Wherever a line in the records below contains "drained", copy that line.

*** PROVIDED DATA ***

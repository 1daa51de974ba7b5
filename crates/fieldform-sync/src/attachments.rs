//! Background attachment uploads.
//!
//! Uploads start as soon as the user picks a file, so by the time the
//! wizard reaches submit most handles are already resolved. Submission
//! waits for the stragglers through [`AttachmentUploads::finish`].

use std::collections::BTreeMap;
use std::sync::{Arc, Mutex, PoisonError};

use bytes::Bytes;
use tokio::task::JoinHandle;

use fieldform_spec::ResponseDraft;

use crate::client::{AttachmentStore, StoreWriteError};

/// One upload task per field name. Re-picking a file for the same field
/// cancels the previous upload.
pub struct AttachmentUploads {
    store: Arc<dyn AttachmentStore>,
    tasks: Mutex<BTreeMap<String, JoinHandle<Result<String, StoreWriteError>>>>,
}

impl AttachmentUploads {
    pub fn new(store: Arc<dyn AttachmentStore>) -> Self {
        Self {
            store,
            tasks: Mutex::new(BTreeMap::new()),
        }
    }

    /// Starts uploading `bytes` under `path` for the given field.
    pub fn start(&self, field: impl Into<String>, path: impl Into<String>, bytes: Bytes) {
        let field = field.into();
        let path = path.into();
        let store = Arc::clone(&self.store);
        let handle = tokio::spawn(async move { store.upload(&path, bytes).await });

        let mut tasks = self.tasks.lock().unwrap_or_else(PoisonError::into_inner);
        if let Some(previous) = tasks.insert(field.clone(), handle) {
            tracing::debug!(field = %field, "replacing in-progress attachment upload");
            previous.abort();
        }
    }

    /// Drops the upload for a field, aborting it if still running.
    pub fn cancel(&self, field: &str) {
        let mut tasks = self.tasks.lock().unwrap_or_else(PoisonError::into_inner);
        if let Some(handle) = tasks.remove(field) {
            handle.abort();
        }
    }

    /// Waits for every remaining upload and returns field name to storage
    /// handle. Any failed upload fails the whole batch, submission must not
    /// proceed with a dangling attachment reference.
    pub async fn finish(&self) -> Result<BTreeMap<String, String>, StoreWriteError> {
        let drained: Vec<(String, JoinHandle<Result<String, StoreWriteError>>)> = {
            let mut tasks = self.tasks.lock().unwrap_or_else(PoisonError::into_inner);
            std::mem::take(&mut *tasks).into_iter().collect()
        };

        let mut handles = BTreeMap::new();
        for (field, task) in drained {
            let outcome = task.await.map_err(|err| StoreWriteError::Transient {
                reason: format!("upload task for '{field}' aborted: {err}"),
            })?;
            handles.insert(field, outcome?);
        }
        Ok(handles)
    }
}

/// Copies finished upload handles into a draft so they travel with the
/// submission payload.
pub fn resolve_into_draft(draft: &mut ResponseDraft, handles: &BTreeMap<String, String>) {
    for (field, handle) in handles {
        draft.set_attachment(field.clone(), handle.clone());
    }
}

*** End of PROVIDED DATA ***

EXERCISE RESULT
        let drained: Vec<(String, JoinHandle<Result<String, StoreWriteError>>)> = {
        for (field, task) in drained {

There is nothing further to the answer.